Anyway, I managed to miss all the publicity for this film except for a poster that caught my eye, so I went into it expecting nothing, didn't take it seriously, had fun working out what I missed at the beginning and WTF was happening, enjoyed the visuals and the music, didn't worry too much about it making sense. And I enjoyed it as I might an extended, high-budget music video. Not particularly deep, despite a wave in the direction of profundity, but satisfying on an action level. And I note that it passes the Bechdel Test.


#199 ::: Lila ::: (view all by) ::: April 20, 2011, 08:36 AM:

Jacque @ #197, not only am I certain I would be both squicked and bored (I've previously discovered that "visually stunning" is nowhere near enough to overcome a dumb plot and/or unlikeable characters), I am also certain that I do not want a dime of my money going to encourage the making of more of this crap.

Look, even leaving the question of feminism aside: how many action movies would you watch if all the kick-ass heroes were built like Fred Astaire? There's suspension of disbelief, sure, but after a while you need a damn big crane to suspend it from.

#200 ::: ajay ::: (view all by) ::: April 20, 2011, 09:03 AM:

how many action movies would you watch if all the kick-ass heroes were built like Fred Astaire?

Pretty much the entire Hong Kong film industry is built on making action movies with fairly small, wiry men as leads. (Or Sammo Hung.)

#201 ::: Carrie S. ::: (view all by) ::: April 20, 2011, 09:22 AM:

Look, even leaving the question of feminism aside: how many action movies would you watch if all the kick-ass heroes were built like Fred Astaire?

More of 'em, given that I vastly prefer Fred Astaire's physique to Arnold Schwarzenegger's. As it is, I go to action movies to watch things blow up.

#202 ::: Serge ::: (view all by) ::: April 20, 2011, 09:44 AM:

how many action movies would you watch if all the kick-ass heroes were built like Fred Astaire?

In the musical "The Band Wagon", Fred spoofs Mike Hammer, of all people.
The Deadly Dame being played by Cyd Charisse was less of a stretch.

#203 ::: TexAnne ::: (view all by) ::: April 20, 2011, 09:57 AM:

Serge, 202: "A rag, a bone, and a hank of hair." Given the dates, though, I'm pretty sure he's spoofing Chandler. (Speaking of dream logic....) Besides, Mike Hammer doesn't like women very much. Fred is far too gentlemanly to play a guy like that.

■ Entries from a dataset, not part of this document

//! egui controls
//!
//! The UI reads a snapshot of application state and returns the actions the
//! user took; the app applies them after the egui pass so nothing is mutated
//! while the UI is being built.

use egui::{Align2, Color32, FontId, Pos2, Rect, RichText, Vec2};

use crate::app::pipeline::DetectorStatus;
use crate::camera::FacingMode;
use crate::detect::FirstSeen;
use crate::render::BeautySettings;
use crate::telemetry::{ConsoleLine, Notice};

const PANEL_WIDTH: f32 = 260.0;
const REC_RED: Color32 = Color32::from_rgb(230, 40, 40);
const BANNER_FILL: Color32 = Color32::from_rgb(140, 30, 30);

/// Everything the UI displays for one frame
pub struct UiState<'a> {
    pub fps: f64,
    pub camera_label: Option<&'a str>,
    pub facing: FacingMode,
    pub can_switch: bool,
    pub beauty: BeautySettings,
    /// Whether the GPU filter compiled
    pub beauty_available: bool,
    pub recording: bool,
    pub timer_text: Option<String>,
    pub detector: &'a DetectorStatus,
    pub first_seen: &'a [FirstSeen],
    pub console: &'a [ConsoleLine],
    pub show_console: bool,
    pub notices: &'a [Notice],
}

/// What the user asked for this frame
#[derive(Debug, Default, Clone, PartialEq)]
pub struct UiActions {
    pub beauty_enabled: Option<bool>,
    pub beauty_strength: Option<u32>,
    pub switch_camera: bool,
    pub toggle_recording: bool,
    pub toggle_console: bool,
    pub clear_console: bool,
    pub dismiss_notices: bool,
    /// Screen area left for the video, in points
    pub video_rect: Option<Rect>,
}

/// Largest rect with the content's aspect ratio centred in `area`
pub fn fit_rect(content: (u32, u32), area: Rect) -> Rect {
    let (w, h) = content;
    if w == 0 || h == 0 || area.width() <= 0.0 || area.height() <= 0.0 {
        return area;
    }
    let scale = (area.width() / w as f32).min(area.height() / h as f32);
    Rect::from_center_size(area.center(), Vec2::new(w as f32 * scale, h as f32 * scale))
}

pub fn draw(ctx: &egui::Context, state: &UiState<'_>) -> UiActions {
    let mut actions = UiActions::default();

    egui::SidePanel::right("controls")
        .resizable(false)
        .exact_width(PANEL_WIDTH)
        .show(ctx, |ui| {
            controls(ui, state, &mut actions);
        });

    if state.show_console {
        egui::TopBottomPanel::bottom("debug_console")
            .resizable(true)
            .default_height(160.0)
            .show(ctx, |ui| {
                console(ui, state.console, &mut actions);
            });
    }

    egui::CentralPanel::default()
        .frame(egui::Frame::default())
        .show(ctx, |ui| {
            let area = ui.max_rect();
            actions.video_rect = Some(area);
            if state.recording {
                recording_indicator(ui, area, state.timer_text.as_deref());
            }
        });

    if !state.notices.is_empty() {
        banners(ctx, state.notices, &mut actions);
    }

    actions
}

fn controls(ui: &mut egui::Ui, state: &UiState<'_>, actions: &mut UiActions) {
    ui.heading("Smart Camera");
    ui.label(format!("FPS: {:.1}", state.fps));
    ui.separator();

    ui.heading("Camera");
    match state.camera_label {
        Some(label) => ui.label(label),
        None => ui.label("No camera"),
    };
    if state.can_switch {
        let target = match state.facing.toggled() {
            FacingMode::Front => "front",
            FacingMode::Back => "back",
        };
        if ui.button(format!("Switch to {} camera", target)).clicked() {
            actions.switch_camera = true;
        }
    }
    ui.separator();

    ui.heading("Beauty filter");
    let mut enabled = state.beauty.enabled;
    let checkbox = ui.add_enabled(
        state.beauty_available,
        egui::Checkbox::new(&mut enabled, "Enabled"),
    );
    if checkbox.changed() {
        actions.beauty_enabled = Some(enabled);
    }
    if !state.beauty_available {
        ui.small("Filter unavailable");
    }

    let mut strength = state.beauty.strength_percent();
    let slider = ui.add_enabled(
        state.beauty.enabled && state.beauty_available,
        egui::Slider::new(&mut strength, 0..=100)
            .text("Strength")
            .suffix("%"),
    );
    if slider.changed() {
        actions.beauty_strength = Some(strength);
    }
    ui.separator();

    ui.heading("Recording");
    ui.horizontal(|ui| {
        let label = if state.recording { "Stop" } else { "Record" };
        if ui.button(label).clicked() {
            actions.toggle_recording = true;
        }
        if let Some(timer) = &state.timer_text {
            ui.colored_label(REC_RED, timer);
        }
    });
    ui.separator();

    ui.heading("Detected objects");
    ui.small(state.detector.text());
    egui::ScrollArea::vertical()
        .id_salt("first_seen")
        .max_height(240.0)
        .show(ui, |ui| {
            if state.first_seen.is_empty() {
                ui.label("Nothing yet");
            }
            for entry in state.first_seen {
                ui.label(RichText::new(&entry.label).strong());
                ui.small(entry.time_text());
                ui.add_space(2.0);
            }
        });
    ui.separator();

    let console_label = if state.show_console {
        "Hide debug log"
    } else {
        "Show debug log"
    };
    if ui.button(console_label).clicked() {
        actions.toggle_console = true;
    }
}

fn console(ui: &mut egui::Ui, lines: &[ConsoleLine], actions: &mut UiActions) {
    ui.horizontal(|ui| {
        ui.label(format!("{} lines", lines.len()));
        if ui.button("Clear").clicked() {
            actions.clear_console = true;
        }
    });
    egui::ScrollArea::vertical()
        .id_salt("console_lines")
        .stick_to_bottom(true)
        .auto_shrink([false, false])
        .show(ui, |ui| {
            for line in lines {
                let color = match line.level {
                    tracing::Level::ERROR => Color32::LIGHT_RED,
                    tracing::Level::WARN => Color32::YELLOW,
                    _ => ui.visuals().text_color(),
                };
                ui.label(RichText::new(line.display()).monospace().color(color));
            }
        });
}

fn recording_indicator(ui: &egui::Ui, area: Rect, timer: Option<&str>) {
    let painter = ui.painter();
    let center = Pos2::new(area.left() + 24.0, area.top() + 24.0);
    painter.circle_filled(center, 8.0, REC_RED);
    painter.text(
        Pos2::new(center.x + 16.0, center.y),
        Align2::LEFT_CENTER,
        timer.unwrap_or("REC"),
        FontId::proportional(18.0),
        Color32::WHITE,
    );
}

fn banners(ctx: &egui::Context, notices: &[Notice], actions: &mut UiActions) {
    egui::Area::new(egui::Id::new("error_banners"))
        .anchor(Align2::CENTER_TOP, Vec2::new(-PANEL_WIDTH / 2.0, 12.0))
        .show(ctx, |ui| {
            for notice in notices {
                let response = egui::Frame::popup(ui.style())
                    .fill(BANNER_FILL)
                    .show(ui, |ui| {
                        ui.colored_label(Color32::WHITE, &notice.message);
                    })
                    .response
                    .interact(egui::Sense::click());
                if response.clicked() {
                    actions.dismiss_notices = true;
                }
            }
        });
}
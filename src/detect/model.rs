//! Detection model
//!
//! Wraps an ONNX object detector with YOLOv8-style output through ONNX
//! Runtime. Pre- and post-processing are plain functions over `image` and
//! `ndarray` buffers so they can be exercised without a model file.

use std::path::{Path, PathBuf};

use image::imageops::FilterType;
use image::RgbaImage;
use ndarray::{Array4, ArrayView2, Axis};

use super::labels::class_name;
use super::{BoundingBox, Detection};
use crate::error::AppError;
use crate::settings::AppSettings;

/// Square model input edge in pixels
pub const DEFAULT_INPUT_SIZE: u32 = 640;

/// File searched for in the `models` directory when no path is configured
const DEFAULT_MODEL_FILE: &str = "yolov8n.onnx";

/// Value used to pad the letterboxed input
const PAD_VALUE: f32 = 114.0 / 255.0;

/// Box coordinates precede class scores in each prediction column
const CXYWH_OFFSET: usize = 4;

/// Something that turns a frame into detections
pub trait ObjectDetector: Send {
    fn name(&self) -> &str;
    fn detect(&mut self, frame: &RgbaImage) -> Result<Vec<Detection>, AppError>;
}

/// Model location and decoding thresholds
#[derive(Debug, Clone)]
pub struct DetectorConfig {
    pub model_path: Option<PathBuf>,
    pub input_size: u32,
    pub confidence_threshold: f32,
    pub iou_threshold: f32,
    pub max_detections: usize,
}

impl DetectorConfig {
    pub fn from_settings(settings: &AppSettings) -> Self {
        Self {
            model_path: settings.model_path.as_ref().map(PathBuf::from),
            input_size: DEFAULT_INPUT_SIZE,
            confidence_threshold: settings.confidence_threshold,
            iou_threshold: settings.iou_threshold,
            max_detections: settings.max_detections,
        }
    }
}

impl Default for DetectorConfig {
    fn default() -> Self {
        Self::from_settings(&AppSettings::default())
    }
}

/// Resize into the top-left of a square input, preserving aspect ratio.
///
/// Returns the NCHW tensor and the scale applied to the source frame.
pub fn letterbox(frame: &RgbaImage, size: u32) -> (Array4<f32>, f32) {
    let side = size as usize;
    let mut input = Array4::from_elem((1, 3, side, side), PAD_VALUE);

    let (w0, h0) = (frame.width() as f32, frame.height() as f32);
    if w0 == 0.0 || h0 == 0.0 {
        return (input, 1.0);
    }

    let ratio = (size as f32 / w0).min(size as f32 / h0);
    let w_new = ((w0 * ratio).round() as u32).clamp(1, size);
    let h_new = ((h0 * ratio).round() as u32).clamp(1, size);
    let resized = image::imageops::resize(frame, w_new, h_new, FilterType::Triangle);

    for (x, y, pixel) in resized.enumerate_pixels() {
        let (x, y) = (x as usize, y as usize);
        let [r, g, b, _] = pixel.0;
        input[[0, 0, y, x]] = r as f32 / 255.0;
        input[[0, 1, y, x]] = g as f32 / 255.0;
        input[[0, 2, y, x]] = b as f32 / 255.0;
    }

    (input, ratio)
}

/// Decode a `[4 + classes, anchors]` prediction matrix into detections in
/// source-frame pixels.
pub fn decode_predictions(
    predictions: ArrayView2<'_, f32>,
    ratio: f32,
    source_size: (u32, u32),
    confidence_threshold: f32,
) -> Vec<Detection> {
    let (src_w, src_h) = (source_size.0 as f32, source_size.1 as f32);
    let mut detections = Vec::new();

    if predictions.nrows() <= CXYWH_OFFSET || ratio <= 0.0 {
        return detections;
    }

    for pred in predictions.axis_iter(Axis(1)) {
        let scores = pred.slice(ndarray::s![CXYWH_OFFSET..]);
        let Some((class_id, &confidence)) = scores
            .iter()
            .enumerate()
            .reduce(|max, x| if x.1 > max.1 { x } else { max })
        else {
            continue;
        };

        if confidence < confidence_threshold {
            continue;
        }
        let Some(label) = class_name(class_id) else {
            continue;
        };

        let cx = pred[0] / ratio;
        let cy = pred[1] / ratio;
        let w = pred[2] / ratio;
        let h = pred[3] / ratio;
        let x = (cx - w / 2.0).clamp(0.0, src_w);
        let y = (cy - h / 2.0).clamp(0.0, src_h);
        let width = (w.min(src_w - x)).max(0.0);
        let height = (h.min(src_h - y)).max(0.0);

        detections.push(Detection {
            label: label.to_string(),
            confidence,
            bbox: BoundingBox::new(x, y, width, height),
        });
    }

    detections
}

/// Greedy per-class non-maximum suppression, highest confidence first
pub fn non_max_suppression(detections: &mut Vec<Detection>, iou_threshold: f32) {
    detections.sort_by(|a, b| b.confidence.total_cmp(&a.confidence));

    let mut kept: Vec<Detection> = Vec::with_capacity(detections.len());
    for candidate in detections.drain(..) {
        let suppressed = kept.iter().any(|k| {
            k.label == candidate.label && k.bbox.iou(&candidate.bbox) > iou_threshold
        });
        if !suppressed {
            kept.push(candidate);
        }
    }

    *detections = kept;
}

/// Locate the model file.
///
/// An explicit path wins; otherwise `models/yolov8n.onnx` is searched next
/// to the executable, its ancestors, and the working directory.
pub fn find_model_path(explicit: Option<&Path>) -> Result<PathBuf, String> {
    if let Some(path) = explicit {
        return if path.exists() {
            Ok(path.to_path_buf())
        } else {
            Err(format!("Model not found: {}", path.display()))
        };
    }

    let mut candidates = Vec::new();
    if let Ok(exe_path) = std::env::current_exe() {
        // target/debug, target, crate root
        for dir in exe_path.ancestors().skip(1).take(3) {
            candidates.push(dir.join("models"));
        }
    }
    if let Ok(cwd) = std::env::current_dir() {
        candidates.push(cwd.join("models"));
    }

    candidates
        .iter()
        .map(|dir| dir.join(DEFAULT_MODEL_FILE))
        .find(|path| path.exists())
        .ok_or_else(|| {
            format!(
                "{} not found. Place an exported model in a 'models' directory or set modelPath.",
                DEFAULT_MODEL_FILE
            )
        })
}

/// YOLOv8 detector running on ONNX Runtime
pub struct YoloDetector {
    session: ort::session::Session,
    config: DetectorConfig,
    name: String,
}

impl YoloDetector {
    /// Load the model described by `config`
    pub fn load(config: DetectorConfig) -> Result<Self, AppError> {
        let path = find_model_path(config.model_path.as_deref()).map_err(AppError::ModelLoad)?;
        tracing::info!("Loading detection model from {}", path.display());

        let session = ort::session::Session::builder()
            .map_err(|e| AppError::ModelLoad(format!("Failed to create session builder: {}", e)))?
            .with_intra_threads(2)
            .map_err(|e| AppError::ModelLoad(format!("Failed to set threads: {}", e)))?
            .commit_from_file(&path)
            .map_err(|e| AppError::ModelLoad(format!("Failed to load {}: {}", path.display(), e)))?;

        let name = path
            .file_stem()
            .map(|s| s.to_string_lossy().into_owned())
            .unwrap_or_else(|| "detector".to_string());

        Ok(Self {
            session,
            config,
            name,
        })
    }
}

impl ObjectDetector for YoloDetector {
    fn name(&self) -> &str {
        &self.name
    }

    fn detect(&mut self, frame: &RgbaImage) -> Result<Vec<Detection>, AppError> {
        let (input, ratio) = letterbox(frame, self.config.input_size);

        let input_tensor = ort::value::Tensor::from_array(input)
            .map_err(|e| AppError::ModelInference(format!("Failed to create tensor: {}", e)))?;

        let outputs = self
            .session
            .run(ort::inputs![input_tensor])
            .map_err(|e| AppError::ModelInference(format!("Inference failed: {}", e)))?;

        let output = outputs
            .iter()
            .next()
            .ok_or_else(|| AppError::ModelInference("No output from detection model".to_string()))?;

        // Returns (shape, data slice)
        let (shape, data) = output
            .1
            .try_extract_tensor::<f32>()
            .map_err(|e| AppError::ModelInference(format!("Failed to extract output: {}", e)))?;

        if shape.len() != 3 {
            return Err(AppError::ModelInference(format!(
                "Unexpected output rank {} (expected [1, 4 + classes, anchors])",
                shape.len()
            )));
        }
        let (rows, cols) = (shape[1] as usize, shape[2] as usize);
        let view = ArrayView2::from_shape((rows, cols), data)
            .map_err(|e| AppError::ModelInference(format!("Bad output shape: {}", e)))?;

        // Some exports emit [anchors, 4 + classes]
        let predictions = if rows > cols { view.reversed_axes() } else { view };

        let mut detections = decode_predictions(
            predictions,
            ratio,
            (frame.width(), frame.height()),
            self.config.confidence_threshold,
        );
        non_max_suppression(&mut detections, self.config.iou_threshold);
        detections.truncate(self.config.max_detections);

        Ok(detections)
    }
}

#[cfg(test)]
mod tests {
    use super::*;
    use ndarray::Array2;

    /// Prediction matrix with one column per `(cx, cy, w, h, class, score)`
    fn predictions(columns: &[(f32, f32, f32, f32, usize, f32)]) -> Array2<f32> {
        let mut preds = Array2::zeros((CXYWH_OFFSET + 80, columns.len()));
        for (i, &(cx, cy, w, h, class, score)) in columns.iter().enumerate() {
            preds[[0, i]] = cx;
            preds[[1, i]] = cy;
            preds[[2, i]] = w;
            preds[[3, i]] = h;
            preds[[CXYWH_OFFSET + class, i]] = score;
        }
        preds
    }

    #[test]
    fn test_letterbox_scales_into_top_left() {
        let frame = RgbaImage::from_pixel(64, 32, image::Rgba([255, 0, 0, 255]));
        let (input, ratio) = letterbox(&frame, 32);

        assert_eq!(input.shape(), &[1, 3, 32, 32]);
        assert_eq!(ratio, 0.5);
        assert!((input[[0, 0, 0, 0]] - 1.0).abs() < 1e-6);
        assert_eq!(input[[0, 1, 0, 0]], 0.0);
        // Bottom half is padding
        assert!((input[[0, 0, 31, 0]] - PAD_VALUE).abs() < 1e-6);
    }

    #[test]
    fn test_decode_maps_back_to_source_pixels() {
        // Source 1280x720 letterboxed into 640 -> ratio 0.5
        let preds = predictions(&[
            (100.0, 100.0, 40.0, 60.0, 0, 0.9),
            (300.0, 200.0, 20.0, 20.0, 15, 0.3),
        ]);

        let detections = decode_predictions(preds.view(), 0.5, (1280, 720), 0.5);
        assert_eq!(detections.len(), 1);
        let d = &detections[0];
        assert_eq!(d.label, "person");
        assert_eq!(d.bbox, BoundingBox::new(160.0, 140.0, 80.0, 120.0));
    }

    #[test]
    fn test_decode_clamps_to_frame() {
        let preds = predictions(&[(5.0, 5.0, 20.0, 20.0, 16, 0.8)]);
        let detections = decode_predictions(preds.view(), 1.0, (100, 100), 0.5);

        assert_eq!(detections[0].label, "dog");
        assert_eq!(detections[0].bbox.x, 0.0);
        assert_eq!(detections[0].bbox.y, 0.0);
    }

    #[test]
    fn test_nms_suppresses_same_class_overlap_only() {
        let mut detections = vec![
            Detection {
                label: "cat".to_string(),
                confidence: 0.6,
                bbox: BoundingBox::new(2.0, 0.0, 10.0, 10.0),
            },
            Detection {
                label: "cat".to_string(),
                confidence: 0.9,
                bbox: BoundingBox::new(0.0, 0.0, 10.0, 10.0),
            },
            Detection {
                label: "dog".to_string(),
                confidence: 0.7,
                bbox: BoundingBox::new(0.0, 0.0, 10.0, 10.0),
            },
        ];

        non_max_suppression(&mut detections, 0.45);

        assert_eq!(detections.len(), 2);
        assert_eq!(detections[0].label, "cat");
        assert_eq!(detections[0].confidence, 0.9);
        assert_eq!(detections[1].label, "dog");
    }

    #[test]
    fn test_missing_explicit_model_is_an_error() {
        let err = find_model_path(Some(Path::new("/nonexistent/model.onnx"))).unwrap_err();
        assert!(err.contains("/nonexistent/model.onnx"));
    }
}
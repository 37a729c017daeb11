/// COCO class names in model output order
pub const COCO_CLASSES: [&str; 80] = [
    "person",
    "bicycle",
    "car",
    "motorcycle",
    "airplane",
    "bus",
    "train",
    "truck",
    "boat",
    "traffic light",
    "fire hydrant",
    "stop sign",
    "parking meter",
    "bench",
    "bird",
    "cat",
    "dog",
    "horse",
    "sheep",
    "cow",
    "elephant",
    "bear",
    "zebra",
    "giraffe",
    "backpack",
    "umbrella",
    "handbag",
    "tie",
    "suitcase",
    "frisbee",
    "skis",
    "snowboard",
    "sports ball",
    "kite",
    "baseball bat",
    "baseball glove",
    "skateboard",
    "surfboard",
    "tennis racket",
    "bottle",
    "wine glass",
    "cup",
    "fork",
    "knife",
    "spoon",
    "bowl",
    "banana",
    "apple",
    "sandwich",
    "orange",
    "broccoli",
    "carrot",
    "hot dog",
    "pizza",
    "donut",
    "cake",
    "chair",
    "couch",
    "potted plant",
    "bed",
    "dining table",
    "toilet",
    "tv",
    "laptop",
    "mouse",
    "remote",
    "keyboard",
    "cell phone",
    "microwave",
    "oven",
    "toaster",
    "sink",
    "refrigerator",
    "book",
    "clock",
    "vase",
    "scissors",
    "teddy bear",
    "hair drier",
    "toothbrush",
];

/// Class name for an output index
pub fn class_name(index: usize) -> Option<&'static str> {
    COCO_CLASSES.get(index).copied()
}
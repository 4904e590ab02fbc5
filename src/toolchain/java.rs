//! Java language toolchain

use std::path::Path;

use super::{ExecutionArtifact, Invocation, Language, ToolchainPlan};
use crate::config::ToolchainConfig;
use crate::models::SourceUnit;

/// Get plan for Java
///
/// Classes are emitted into the work dir and the launcher is pointed at it
/// with `-cp`, so the public class must be named after the file stem.
pub fn plan(source: &SourceUnit, tools: &ToolchainConfig, work_dir: &Path) -> ToolchainPlan {
    let class_name = source.stem().to_string();

    ToolchainPlan {
        language: Language::Java,
        compile: Some(
            Invocation::new(&tools.javac)
                .arg("-d")
                .arg(work_dir)
                .arg(source.path()),
        ),
        run: Invocation::new(&tools.java)
            .arg("-cp")
            .arg(work_dir)
            .arg(&class_name),
        artifact: Some(ExecutionArtifact::Classes {
            dir: work_dir.to_path_buf(),
            class_name,
        }),
    }
}
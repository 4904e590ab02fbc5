//! C++ language toolchain

use std::path::Path;

use super::{ExecutionArtifact, Invocation, Language, ToolchainPlan};
use crate::config::ToolchainConfig;
use crate::models::SourceUnit;

/// Get plan for C++
pub fn plan(source: &SourceUnit, tools: &ToolchainConfig, work_dir: &Path) -> ToolchainPlan {
    let artifact = ExecutionArtifact::binary(work_dir, source.stem());
    let binary = artifact.primary_path();

    ToolchainPlan {
        language: Language::Cpp,
        compile: Some(
            Invocation::new(&tools.cxx)
                .arg(source.path())
                .arg("-o")
                .arg(&binary),
        ),
        run: Invocation::new(&binary),
        artifact: Some(artifact),
    }
}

I always wanted to be Cyd Charisse when I grew up. Her green dress in Singin' in the Rain is still my favorite movie costume ever.

#204 ::: Serge ::: (view all by) ::: April 20, 2011, 10:13 AM:

TexAnne @ 203... I had assumed that it was a spoof of Hammer because Fred's character didn't quit have the nse of self-deprecating humor that Philip Marlowe has. Maybe it was a combination of Hammer and Marlowe, or Fred not wishing to play a misogynist.

As for Cyd Charisse..
"She came at me in sections... more curves than a scenic railway."

#205 ::: Terry Karney ::: (view all by) ::: April 20, 2011, 11:41 AM:

How many action movies would people go to if being in a fight led to the damage/incapacity that being in a fight causes (the only thing that feels worse than winning a fight is losing one).

It's not physique, per se, that wins a fight (though there is a reason I don't box anymore), it's not even skill, though it helps. Raw willingness to hurt people is the prime requirement. Unless the opponent is willing/able to respond, it's game over.

#206 ::: Dave Bell ::: (view all by) ::: April 20, 2011, 12:22 PM:

How many action movies would you watch if the hero was built like Audie Murphy?

#207 ::: Serge ::: (view all by) ::: April 20, 2011, 12:42 PM:

The most brutal movie fight I ever saw was in a Hitchock film - "Torn Curtain", I think. No flying on wires, no perfect choreography, just two men silently grasping at each other on the floor, and it ends when one shoves the other's head inside a gas oven.

#209 ::: Jacque ::: (view all by) ::: September 10, 2011, 03:34 PM:

Heh. "Don't hold back, Mark. Tell us what you really think." ZackSnyder!